Task goal ->
Write out the data below exactly, from its first line to the line containing "-> Result<PaxosPromise, PaxosError>;", that line included.

★ ★ ★ ★ ★

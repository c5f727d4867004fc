use std::collections::BTreeMap;

use parking_lot::Mutex;
use tracing::debug;

use crate::{
    error::PaxosError,
    types::{PaxosPromise, PaxosProposal, PaxosResponse, PaxosValue, ProposalId},
};

/// The voting role of Paxos.
///
/// Implementations must never promise an id lower than one they have already promised or
/// accepted for the same sequence number, and must record an accepted proposal durably
/// before acknowledging it.
#[async_trait::async_trait]
pub trait PaxosAcceptor: Send + Sync + 'static {
    /// Stable identity of this acceptor, echoed in [`PaxosResponse::peer_identity`].
    fn identity(&self) -> &str;

    async fn prepare(&self, seq: i64, proposal_id: &ProposalId)
    -> Result<PaxosPromise, PaxosError>;

    async fn accept(
        &self,
        seq: i64,
        proposal: &PaxosProposal,
    ) -> Result<PaxosResponse, PaxosError>;

    /// Highest sequence number this acceptor has prepared or accepted anything for.
    async fn latest_sequence_prepared_or_accepted(&self) -> Result<Option<i64>, PaxosError>;
}

/// Acceptor state for one sequence number.
#[derive(Debug, Clone, Default, PartialEq, Eq)]
pub struct AcceptorState {
    pub promised_id: Option<ProposalId>,
    pub last_accepted_id: Option<ProposalId>,
    pub last_accepted_value: Option<PaxosValue>,
}

impl AcceptorState {
    fn permits(&self, proposal_id: &ProposalId) -> bool {
        self.promised_id
            .as_ref()
            .is_none_or(|promised| proposal_id >= promised)
    }

    fn promise(&self, success: bool, fallback: &ProposalId) -> PaxosPromise {
        let promised_id = self
            .promised_id
            .clone()
            .unwrap_or_else(|| fallback.clone());
        if success {
            PaxosPromise::accept(
                promised_id,
                self.last_accepted_id.clone(),
                self.last_accepted_value.clone(),
            )
        } else {
            PaxosPromise::reject(
                promised_id,
                self.last_accepted_id.clone(),
                self.last_accepted_value.clone(),
            )
        }
    }
}

/// In-process acceptor keeping its state in memory.
///
/// Suitable as the local acceptor of a replica whose durability is handled elsewhere, and
/// as a test double.
pub struct InMemoryAcceptor {
    identity: String,
    states: Mutex<BTreeMap<i64, AcceptorState>>,
}

impl InMemoryAcceptor {
    pub fn new(identity: impl Into<String>) -> Self {
        Self {
            identity: identity.into(),
            states: Mutex::new(BTreeMap::new()),
        }
    }

    /// Snapshot of the state held for `seq`.
    pub fn state(&self, seq: i64) -> Option<AcceptorState> {
        self.states.lock().get(&seq).cloned()
    }

    fn handle_prepare(&self, seq: i64, proposal_id: &ProposalId) -> PaxosPromise {
        let mut states = self.states.lock();
        let state = states.entry(seq).or_default();
        if !state.permits(proposal_id) {
            debug!(
                acceptor = %self.identity,
                seq,
                %proposal_id,
                "rejecting prepare below promised id"
            );
            return state.promise(false, proposal_id);
        }
        state.promised_id = Some(proposal_id.clone());
        state.promise(true, proposal_id)
    }

    fn handle_accept(&self, seq: i64, proposal: &PaxosProposal) -> PaxosResponse {
        let mut states = self.states.lock();
        let state = states.entry(seq).or_default();
        if !state.permits(&proposal.id) {
            debug!(
                acceptor = %self.identity,
                seq,
                proposal_id = %proposal.id,
                "rejecting accept below promised id"
            );
            return PaxosResponse::new(false, self.identity.clone());
        }
        state.promised_id = Some(proposal.id.clone());
        state.last_accepted_id = Some(proposal.id.clone());
        state.last_accepted_value = Some(proposal.value.clone());
        PaxosResponse::new(true, self.identity.clone())
    }
}

#[async_trait::async_trait]
impl PaxosAcceptor for InMemoryAcceptor {
    fn identity(&self) -> &str {
        &self.identity
    }

    async fn prepare(
        &self,
        seq: i64,
        proposal_id: &ProposalId,
    ) -> Result<PaxosPromise, PaxosError> {
        Ok(self.handle_prepare(seq, proposal_id))
    }

    async fn accept(
        &self,
        seq: i64,
        proposal: &PaxosProposal,
    ) -> Result<PaxosResponse, PaxosError> {
        Ok(self.handle_accept(seq, proposal))
    }

    async fn latest_sequence_prepared_or_accepted(&self) -> Result<Option<i64>, PaxosError> {
        Ok(self.states.lock().keys().next_back().copied())
    }
}
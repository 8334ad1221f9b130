use super::Shared;
use std::hint;
use std::sync::Arc;

/// SERIAL: execute each transaction on the scheduler thread, one at a time,
/// committing in admission order.
pub(super) fn run(shared: &Arc<Shared>) {
    while shared.pool.active() {
        match shared.requests_rx.try_recv() {
            Ok(mut txn) => {
                shared.run_body(&mut txn);
                shared.finalize(txn);
            }
            Err(_) => hint::spin_loop(),
        }
    }
}
use crate::types::{wall_clock, Key, Timestamp, Value};
use dashmap::DashMap;

/// A stored value together with the wall-clock stamp of its most recent write.
struct VersionedValue {
    value: Value,
    write_ts: Timestamp,
}

/// Versioned in-memory key/value store.
///
/// Internally synchronized: the locking schedulers write from the scheduler
/// thread only, but parallel OCC applies writes from concurrently running
/// validation tasks on the worker pool.
pub struct Storage {
    cells: DashMap<Key, VersionedValue>,
}

impl Storage {
    pub fn new() -> Storage {
        Storage {
            cells: DashMap::new(),
        }
    }

    /// Returns the current value under `key`, or `None` if it was never written.
    pub fn read(&self, key: Key) -> Option<Value> {
        self.cells.get(&key).map(|cell| cell.value)
    }

    /// Stores `value` under `key` and stamps the write with the current wall clock.
    pub fn write(&self, key: Key, value: Value) {
        self.cells.insert(
            key,
            VersionedValue {
                value,
                write_ts: wall_clock(),
            },
        );
    }

    /// Wall-clock stamp of the most recent write to `key`, or 0 if never written.
    pub fn timestamp(&self, key: Key) -> Timestamp {
        self.cells.get(&key).map(|cell| cell.write_ts).unwrap_or(0)
    }
}

impl Default for Storage {
    fn default() -> Storage {
        Storage::new()
    }
}

#[cfg(test)]
mod tests {
    use super::Storage;

    #[test]
    fn missing_keys_read_as_absent() {
        let storage = Storage::new();
        assert_eq!(storage.read(1), None);
        assert_eq!(storage.timestamp(1), 0);
    }

    #[test]
    fn writes_advance_the_timestamp() {
        let storage = Storage::new();
        storage.write(1, 10);
        let first = storage.timestamp(1);
        assert!(first > 0);
        assert_eq!(storage.read(1), Some(10));

        storage.write(1, 20);
        assert_eq!(storage.read(1), Some(20));
        assert!(storage.timestamp(1) >= first);
    }
}
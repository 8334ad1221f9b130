use super::Shared;
use crate::transaction::TxnStatus;
use crate::types::wall_clock;
use std::hint;
use std::sync::Arc;
use tracing::trace;

/// OCC with serial validation: bodies run speculatively on the pool, and the
/// scheduler validates finished transactions one at a time against the
/// storage write stamps.
pub(super) fn run(shared: &Arc<Shared>) {
    while shared.pool.active() {
        let mut idle = true;

        if let Ok(mut txn) = shared.requests_rx.try_recv() {
            idle = false;
            txn.occ_start_time = wall_clock();
            let task_shared = Arc::clone(shared);
            shared
                .pool
                .submit(Box::new(move || task_shared.execute_txn(txn)));
        }

        while let Ok(mut txn) = shared.completed_rx.try_recv() {
            idle = false;
            // A commit that stamped any key of interest after this transaction
            // started invalidates its reads.
            let valid = txn
                .readset
                .union(&txn.writeset)
                .all(|key| shared.storage.timestamp(*key) <= txn.occ_start_time);

            match txn.status {
                TxnStatus::CompletedCommit if valid => {
                    shared.apply_writes(&mut txn);
                    let _ = shared.results_tx.send(txn);
                }
                TxnStatus::CompletedCommit => {
                    // Retry from scratch with a fresh id and start time. The
                    // client sees nothing until a later attempt terminates.
                    trace!(txn = txn.unique_id, "validation failed, re-admitting");
                    txn.status = TxnStatus::Incomplete;
                    let _ = shared.admit(txn);
                }
                TxnStatus::CompletedAbort => {
                    txn.status = TxnStatus::Aborted;
                    let _ = shared.results_tx.send(txn);
                }
                status => panic!(
                    "completed transaction {} has invalid status {:?}",
                    txn.unique_id, status
                ),
            }
        }

        if idle {
            hint::spin_loop();
        }
    }
}
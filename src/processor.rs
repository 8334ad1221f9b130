mod locking;
mod occ;
mod parallel_occ;
mod pool;
mod serial;

use crate::error::Error;
use crate::lock::{ExclusiveLockManager, LockManager, SharedLockManager};
use crate::storage::Storage;
use crate::transaction::{Transaction, TxnStatus};
use crate::types::TxnId;
use crossbeam_channel::{unbounded, Receiver, Sender};
use parking_lot::Mutex;
use pool::{WorkerPool, QUEUE_COUNT, THREAD_COUNT};
use std::sync::Arc;
use std::thread::{self, JoinHandle};
use tracing::debug;

/// Concurrency-control protocol run by a [`TxnProcessor`].
#[derive(Debug, Clone, Copy, PartialEq, Eq)]
pub enum Protocol {
    /// One transaction at a time on the scheduler thread.
    Serial,
    /// Two-phase locking where every lock is exclusive.
    LockingExclusive,
    /// Two-phase locking with shared and exclusive locks.
    Locking,
    /// Optimistic concurrency control, validated serially on the scheduler.
    Occ,
    /// Optimistic concurrency control with parallel validation.
    ParallelOcc,
}

impl Protocol {
    pub const ALL: [Protocol; 5] = [
        Protocol::Serial,
        Protocol::LockingExclusive,
        Protocol::Locking,
        Protocol::Occ,
        Protocol::ParallelOcc,
    ];
}

/// State shared between the client handle, the scheduler thread, and the
/// worker pool. Mode-specific state (lock manager, parked transactions, the
/// active set) lives on the scheduler thread alone.
struct Shared {
    storage: Storage,
    requests_tx: Sender<Transaction>,
    requests_rx: Receiver<Transaction>,
    completed_tx: Sender<Transaction>,
    completed_rx: Receiver<Transaction>,
    validated_tx: Sender<(Transaction, bool)>,
    validated_rx: Receiver<(Transaction, bool)>,
    results_tx: Sender<Transaction>,
    next_unique_id: Mutex<TxnId>,
    pool: WorkerPool,
}

impl Shared {
    /// Admission path shared by clients and OCC re-admission: stamps a fresh
    /// unique id and enqueues the transaction. The mutex is held across the
    /// send so id order matches queue order per submitter.
    fn admit(&self, mut txn: Transaction) -> Result<(), Error> {
        let mut next_unique_id = self.next_unique_id.lock();
        txn.unique_id = *next_unique_id;
        *next_unique_id += 1;
        self.requests_tx.send(txn).map_err(|_| Error::Shutdown)
    }

    /// Captures reads for every key in the read and write sets, then runs the
    /// transaction body against them.
    fn run_body(&self, txn: &mut Transaction) {
        txn.reads.clear();
        txn.writes.clear();
        for key in txn.readset.union(&txn.writeset) {
            if let Some(value) = self.storage.read(*key) {
                txn.reads.insert(*key, value);
            }
        }
        txn.run();
    }

    /// Unit of work dispatched onto the pool by the concurrent schedulers:
    /// execute the body, then hand the transaction back through the completed
    /// queue.
    fn execute_txn(&self, mut txn: Transaction) {
        self.run_body(&mut txn);
        let _ = self.completed_tx.send(txn);
    }

    /// Flushes buffered writes to storage (stamping each key's write time) and
    /// marks the transaction committed.
    fn apply_writes(&self, txn: &mut Transaction) {
        for (key, value) in &txn.writes {
            self.storage.write(*key, *value);
        }
        txn.status = TxnStatus::Committed;
    }

    /// Commits or aborts a finished body and returns it to the client.
    fn finalize(&self, mut txn: Transaction) {
        match txn.status {
            TxnStatus::CompletedCommit => self.apply_writes(&mut txn),
            TxnStatus::CompletedAbort => txn.status = TxnStatus::Aborted,
            status => panic!(
                "completed transaction {} has invalid status {:?}",
                txn.unique_id, status
            ),
        }
        let _ = self.results_tx.send(txn);
    }
}

/// Entry point of the dedicated scheduler thread. Exactly one loop runs for
/// the configured protocol.
fn run_scheduler(protocol: Protocol, shared: &Arc<Shared>) {
    match protocol {
        Protocol::Serial => serial::run(shared),
        Protocol::LockingExclusive | Protocol::Locking => {
            let (ready_tx, ready_rx) = unbounded();
            let lock_manager: Box<dyn LockManager> = match protocol {
                Protocol::LockingExclusive => {
                    Box::new(ExclusiveLockManager::new(ready_tx.clone()))
                }
                _ => Box::new(SharedLockManager::new(ready_tx.clone())),
            };
            locking::run(shared, lock_manager, ready_tx, ready_rx);
        }
        Protocol::Occ => occ::run(shared),
        Protocol::ParallelOcc => parallel_occ::run(shared),
    }
}

/// Pluggable in-memory transaction processor.
///
/// Clients submit transactions and collect them back, in completion order,
/// once they reach a terminal status. A dedicated scheduler thread owns
/// admission and commit; transaction bodies run on a fixed worker pool
/// (except under [`Protocol::Serial`]).
pub struct TxnProcessor {
    shared: Arc<Shared>,
    results_rx: Receiver<Transaction>,
    scheduler: Option<JoinHandle<()>>,
}

impl TxnProcessor {
    /// Builds a processor with the default pool size.
    pub fn new(protocol: Protocol) -> TxnProcessor {
        TxnProcessor::with_pool(protocol, THREAD_COUNT, QUEUE_COUNT)
    }

    /// Builds a processor with `threads` workers pulling from `queues` task
    /// sub-queues.
    pub fn with_pool(protocol: Protocol, threads: usize, queues: usize) -> TxnProcessor {
        let (requests_tx, requests_rx) = unbounded();
        let (completed_tx, completed_rx) = unbounded();
        let (validated_tx, validated_rx) = unbounded();
        let (results_tx, results_rx) = unbounded();
        let shared = Arc::new(Shared {
            storage: Storage::new(),
            requests_tx,
            requests_rx,
            completed_tx,
            completed_rx,
            validated_tx,
            validated_rx,
            results_tx,
            next_unique_id: Mutex::new(1),
            pool: WorkerPool::new(threads, queues),
        });

        debug!(?protocol, threads, queues, "starting transaction processor");
        let scheduler = {
            let shared = Arc::clone(&shared);
            thread::Builder::new()
                .name("lockstep-scheduler".into())
                .spawn(move || run_scheduler(protocol, &shared))
                .expect("failed to spawn scheduler thread")
        };

        TxnProcessor {
            shared,
            results_rx,
            scheduler: Some(scheduler),
        }
    }

    /// Admits a transaction, transferring ownership to the processor until it
    /// comes back through [`get_txn_result`](TxnProcessor::get_txn_result).
    pub fn submit(&self, txn: Transaction) -> Result<(), Error> {
        self.shared.admit(txn)
    }

    /// Blocks until some transaction reaches a terminal status and returns it.
    /// Results arrive in completion order, not admission order.
    pub fn get_txn_result(&self) -> Result<Transaction, Error> {
        self.results_rx.recv().map_err(|_| Error::Shutdown)
    }
}

impl Drop for TxnProcessor {
    fn drop(&mut self) {
        self.shared.pool.shutdown();
        if let Some(scheduler) = self.scheduler.take() {
            let _ = scheduler.join();
        }
    }
}
use arc_swap::ArcSwapOption;
use crossbeam_channel::{unbounded, Sender};
use parking_lot::Mutex;
use std::sync::atomic::{AtomicBool, AtomicUsize, Ordering};
use std::sync::Arc;
use std::thread::{self, JoinHandle};

/// Default number of worker threads per processor.
pub(crate) const THREAD_COUNT: usize = 100;
/// Default number of task sub-queues the workers are spread across.
pub(crate) const QUEUE_COUNT: usize = 10;

pub(crate) type Task = Box<dyn FnOnce() + Send + 'static>;

/// Fixed-size worker pool running opaque task closures.
///
/// Submission round-robins across a small number of sub-queues to spread
/// contention; each worker blocks on a single sub-queue. There is no work
/// stealing.
pub(crate) struct WorkerPool {
    queues: ArcSwapOption<Vec<Sender<Task>>>,
    next_queue: AtomicUsize,
    active: AtomicBool,
    workers: Mutex<Vec<JoinHandle<()>>>,
}

impl WorkerPool {
    pub fn new(threads: usize, queues: usize) -> WorkerPool {
        assert!(threads > 0 && queues > 0, "pool must have threads and queues");
        let mut senders = Vec::with_capacity(queues);
        let mut receivers = Vec::with_capacity(queues);
        for _ in 0..queues {
            let (sender, receiver) = unbounded::<Task>();
            senders.push(sender);
            receivers.push(receiver);
        }

        let workers = (0..threads)
            .map(|index| {
                let queue = receivers[index % queues].clone();
                thread::Builder::new()
                    .name(format!("lockstep-worker-{index}"))
                    .spawn(move || {
                        while let Ok(task) = queue.recv() {
                            task();
                        }
                    })
                    .expect("failed to spawn worker thread")
            })
            .collect();

        WorkerPool {
            queues: ArcSwapOption::new(Some(Arc::new(senders))),
            next_queue: AtomicUsize::new(0),
            active: AtomicBool::new(true),
            workers: Mutex::new(workers),
        }
    }

    /// Whether the pool is accepting and running tasks. The scheduler loops
    /// poll this to know when to exit.
    pub fn active(&self) -> bool {
        self.active.load(Ordering::Acquire)
    }

    /// Submits a task onto the next sub-queue. Silently dropped once the pool
    /// has shut down.
    pub fn submit(&self, task: Task) {
        if let Some(queues) = self.queues.load_full() {
            let index = self.next_queue.fetch_add(1, Ordering::Relaxed) % queues.len();
            let _ = queues[index].send(task);
        }
    }

    /// Stops the pool: already-queued tasks still run, the sub-queue senders
    /// are dropped so every worker's receive loop ends, and the workers are
    /// joined.
    pub fn shutdown(&self) {
        self.active.store(false, Ordering::Release);
        self.queues.store(None);
        for worker in self.workers.lock().drain(..) {
            let _ = worker.join();
        }
    }
}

★ ★ ★ ★ ★

Task solution ->
repository c5f727d4867004fc
use std::collections::BTreeMap;

use parking_lot::Mutex;
use tracing::debug;

use crate::{
    error::PaxosError,
    types::{PaxosPromise, PaxosProposal, PaxosResponse, PaxosValue, ProposalId},
};

/// The voting role of Paxos.
///
/// Implementations must never promise an id lower than one they have already promised or
/// accepted for the same sequence number, and must record an accepted proposal durably
/// before acknowledging it.
#[async_trait::async_trait]
pub trait PaxosAcceptor: Send + Sync + 'static {
    /// Stable identity of this acceptor, echoed in [`PaxosResponse::peer_identity`].
    fn identity(&self) -> &str;

    async fn prepare(&self, seq: i64, proposal_id: &ProposalId)
    -> Result<PaxosPromise, PaxosError>;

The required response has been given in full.